[Stored items from a collection]
# # # # #

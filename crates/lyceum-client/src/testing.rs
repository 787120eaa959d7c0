//! In-memory classroom server used by the unit tests.

use std::collections::HashMap;
use std::sync::atomic::{AtomicBool, Ordering};
use std::sync::{Arc, Mutex};

use async_trait::async_trait;
use chrono::{NaiveDate, NaiveDateTime};
use tokio::sync::Notify;

use lyceum_net::{ApiError, SchoolApi};
use lyceum_shared::protocol::{
    Classroom, CurrentStudent, Message, Notification, SendMessage, StudentRef,
};
use lyceum_shared::types::{ClassroomId, MessageId, NotificationId, ReadState, RoleId, UserId};

pub fn at(day: u32, hour: u32) -> NaiveDateTime {
    NaiveDate::from_ymd_opt(2024, 5, day)
        .unwrap()
        .and_hms_opt(hour, 0, 0)
        .unwrap()
}

pub fn msg(id: i64, from: i64, to: i64, ts: NaiveDateTime) -> Message {
    Message {
        id: MessageId(id),
        content: format!("message {id}"),
        timestamp: ts,
        sender_id: UserId(from),
        sender_username: format!("user{from}"),
        receiver_id: UserId(to),
        receiver_username: Some(format!("user{to}")),
    }
}

pub fn note(id: i64, day: u32, state: ReadState) -> Notification {
    Notification {
        id: NotificationId(id),
        message_id: MessageId(100 + id),
        content: format!("notification {id}"),
        sender_username: "maria".into(),
        timestamp: at(day, 9),
        sender_id: Some(UserId(7)),
        receiver_id: Some(UserId(42)),
        read_state: state,
    }
}

fn server_error() -> ApiError {
    ApiError::Server {
        status: 500,
        message: Some("Internal Server Error".into()),
    }
}

/// Fake server for user 42 (student role id 3, teacher role id 12 with
/// classrooms 4 and 5).
pub struct FakeSchool {
    calls: Mutex<Vec<String>>,
    pub student: Mutex<Option<CurrentStudent>>,
    pub teacher: Mutex<Option<RoleId>>,
    pub user_ids: Mutex<HashMap<RoleId, UserId>>,
    pub usernames: Mutex<HashMap<UserId, String>>,
    pub directory: Mutex<HashMap<String, UserId>>,
    pub classrooms: Mutex<HashMap<RoleId, Vec<ClassroomId>>>,
    pub classroom_students: Mutex<HashMap<ClassroomId, Vec<StudentRef>>>,
    pub messages: Mutex<Vec<Message>>,
    pub notifications: Mutex<Vec<Notification>>,
    pub sent: Mutex<Vec<SendMessage>>,
    pub fail_send: AtomicBool,
    pub fail_sync: AtomicBool,
    pub fail_mutations: AtomicBool,
    /// When set, `send_message` waits for a notification before answering.
    pub send_gate: Mutex<Option<Arc<Notify>>>,
    /// Same for `user_id_for_username`.
    pub lookup_gate: Mutex<Option<Arc<Notify>>>,
}

impl FakeSchool {
    pub fn new() -> Self {
        Self {
            calls: Mutex::new(Vec::new()),
            student: Mutex::new(Some(CurrentStudent {
                id: RoleId(3),
                username: Some("anna".into()),
            })),
            teacher: Mutex::new(Some(RoleId(12))),
            // only teachers go through the role-id exchange
            user_ids: Mutex::new(HashMap::from([(RoleId(12), UserId(42))])),
            usernames: Mutex::new(HashMap::from([(UserId(42), "anna".to_string())])),
            directory: Mutex::new(HashMap::from([
                ("anna".to_string(), UserId(42)),
                ("maria".to_string(), UserId(7)),
            ])),
            classrooms: Mutex::new(HashMap::from([(
                RoleId(12),
                vec![ClassroomId(4), ClassroomId(5)],
            )])),
            classroom_students: Mutex::new(HashMap::new()),
            messages: Mutex::new(Vec::new()),
            notifications: Mutex::new(Vec::new()),
            sent: Mutex::new(Vec::new()),
            fail_send: AtomicBool::new(false),
            fail_sync: AtomicBool::new(false),
            fail_mutations: AtomicBool::new(false),
            send_gate: Mutex::new(None),
            lookup_gate: Mutex::new(None),
        }
    }

    /// Three messages from user 7, two from user 9, all to user 42, and
    /// two notifications (5 unread, 6 read).
    pub fn with_inbox() -> Self {
        let fake = Self::new();
        *fake.messages.lock().unwrap() = vec![
            msg(1, 7, 42, at(1, 9)),
            msg(2, 9, 42, at(1, 10)),
            msg(3, 7, 42, at(2, 9)),
            msg(4, 9, 42, at(2, 10)),
            msg(5, 7, 42, at(3, 9)),
        ];
        *fake.notifications.lock().unwrap() =
            vec![note(5, 1, ReadState::Unread), note(6, 2, ReadState::Read)];
        fake
    }

    fn record(&self, call: impl Into<String>) {
        self.calls.lock().unwrap().push(call.into());
    }

    pub fn calls(&self) -> Vec<String> {
        self.calls.lock().unwrap().clone()
    }

    /// Number of recorded calls starting with `prefix`.
    pub fn count(&self, prefix: &str) -> usize {
        self.calls
            .lock()
            .unwrap()
            .iter()
            .filter(|c| c.starts_with(prefix))
            .count()
    }

    pub fn clear_calls(&self) {
        self.calls.lock().unwrap().clear();
    }

    fn set_state(&self, id: NotificationId, state: ReadState) -> Result<(), ApiError> {
        if self.fail_mutations.load(Ordering::SeqCst) {
            return Err(server_error());
        }
        for n in self.notifications.lock().unwrap().iter_mut() {
            if n.id == id {
                n.read_state = state;
            }
        }
        Ok(())
    }
}

#[async_trait]
impl SchoolApi for FakeSchool {
    async fn current_student(&self) -> Result<CurrentStudent, ApiError> {
        self.record("current_student");
        self.student.lock().unwrap().clone().ok_or_else(server_error)
    }

    async fn current_teacher(&self) -> Result<RoleId, ApiError> {
        self.record("current_teacher");
        (*self.teacher.lock().unwrap()).ok_or_else(server_error)
    }

    async fn user_id_for_role(&self, role_id: RoleId) -> Result<UserId, ApiError> {
        self.record(format!("user_id_for_role {role_id}"));
        self.user_ids
            .lock()
            .unwrap()
            .get(&role_id)
            .copied()
            .ok_or_else(|| ApiError::NotFound(format!("user for role id {role_id}")))
    }

    async fn username_for(&self, user_id: UserId) -> Result<String, ApiError> {
        self.record(format!("username_for {user_id}"));
        self.usernames
            .lock()
            .unwrap()
            .get(&user_id)
            .cloned()
            .ok_or_else(|| ApiError::NotFound(format!("username for user {user_id}")))
    }

    async fn user_id_for_username(&self, username: &str) -> Result<UserId, ApiError> {
        self.record(format!("user_id_for_username {username}"));
        let gate = self.lookup_gate.lock().unwrap().clone();
        if let Some(gate) = gate {
            gate.notified().await;
        }
        self.directory
            .lock()
            .unwrap()
            .get(username)
            .copied()
            .ok_or(ApiError::Server {
                status: 404,
                message: None,
            })
    }

    async fn teacher_classrooms(&self, teacher: RoleId) -> Result<Vec<Classroom>, ApiError> {
        self.record(format!("teacher_classrooms {teacher}"));
        let rooms = self.classrooms.lock().unwrap().get(&teacher).cloned();
        rooms
            .map(|ids| ids.into_iter().map(|id| Classroom { id }).collect())
            .ok_or_else(server_error)
    }

    async fn classroom_students(&self, classroom: ClassroomId) -> Result<Vec<StudentRef>, ApiError> {
        self.record(format!("classroom_students {classroom}"));
        self.classroom_students
            .lock()
            .unwrap()
            .get(&classroom)
            .cloned()
            .ok_or(ApiError::Server {
                status: 404,
                message: None,
            })
    }

    async fn message(&self, id: MessageId) -> Result<Message, ApiError> {
        self.record(format!("message {id}"));
        self.messages
            .lock()
            .unwrap()
            .iter()
            .find(|m| m.id == id)
            .cloned()
            .ok_or_else(|| ApiError::NotFound(format!("message {id}")))
    }

    async fn inbox(&self, receiver: UserId) -> Result<Vec<Message>, ApiError> {
        self.record(format!("inbox {receiver}"));
        if self.fail_sync.load(Ordering::SeqCst) {
            return Err(server_error());
        }
        Ok(self
            .messages
            .lock()
            .unwrap()
            .iter()
            .filter(|m| m.receiver_id == receiver)
            .cloned()
            .collect())
    }

    async fn outbox(&self, sender: UserId) -> Result<Vec<Message>, ApiError> {
        self.record(format!("outbox {sender}"));
        Ok(self
            .messages
            .lock()
            .unwrap()
            .iter()
            .filter(|m| m.sender_id == sender)
            .cloned()
            .collect())
    }

    async fn thread(&self, sender: UserId, receiver: UserId) -> Result<Vec<Message>, ApiError> {
        self.record(format!("thread {sender} {receiver}"));
        Ok(self
            .messages
            .lock()
            .unwrap()
            .iter()
            .filter(|m| m.sender_id == sender && m.receiver_id == receiver)
            .cloned()
            .collect())
    }

    async fn send_message(&self, body: &SendMessage) -> Result<SendMessage, ApiError> {
        self.record(format!("send_message {} {}", body.sender_id, body.receiver_id));
        let gate = self.send_gate.lock().unwrap().clone();
        if let Some(gate) = gate {
            gate.notified().await;
        }
        if self.fail_send.load(Ordering::SeqCst) {
            return Err(server_error());
        }
        self.sent.lock().unwrap().push(body.clone());
        Ok(body.clone())
    }

    async fn notifications(&self, receiver: UserId) -> Result<Vec<Notification>, ApiError> {
        self.record(format!("notifications {receiver}"));
        if self.fail_sync.load(Ordering::SeqCst) {
            return Err(server_error());
        }
        Ok(self.notifications.lock().unwrap().clone())
    }

    async fn mark_read(&self, id: NotificationId) -> Result<(), ApiError> {
        self.record(format!("mark_read {id}"));
        self.set_state(id, ReadState::Read)
    }

    async fn mark_unread(&self, id: NotificationId) -> Result<(), ApiError> {
        self.record(format!("mark_unread {id}"));
        self.set_state(id, ReadState::Unread)
    }

    async fn mark_all_read(&self, receiver: UserId) -> Result<(), ApiError> {
        self.record(format!("mark_all_read {receiver}"));
        if self.fail_mutations.load(Ordering::SeqCst) {
            return Err(server_error());
        }
        for n in self.notifications.lock().unwrap().iter_mut() {
            n.read_state = ReadState::Read;
        }
        Ok(())
    }

    async fn delete_notification(&self, id: NotificationId) -> Result<(), ApiError> {
        self.record(format!("delete_notification {id}"));
        if self.fail_mutations.load(Ordering::SeqCst) {
            return Err(server_error());
        }
        let mut list = self.notifications.lock().unwrap();
        let before = list.len();
        list.retain(|n| n.id != id);
        if list.len() == before {
            return Err(server_error());
        }
        Ok(())
    }
}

# # # # #

TASK: Which lines of the records above contain the word "list"? Show each of them.

FINISHED EXERCISE:
        let mut list = self.notifications.lock().unwrap();
        let before = list.len();
        list.retain(|n| n.id != id);
        if list.len() == before {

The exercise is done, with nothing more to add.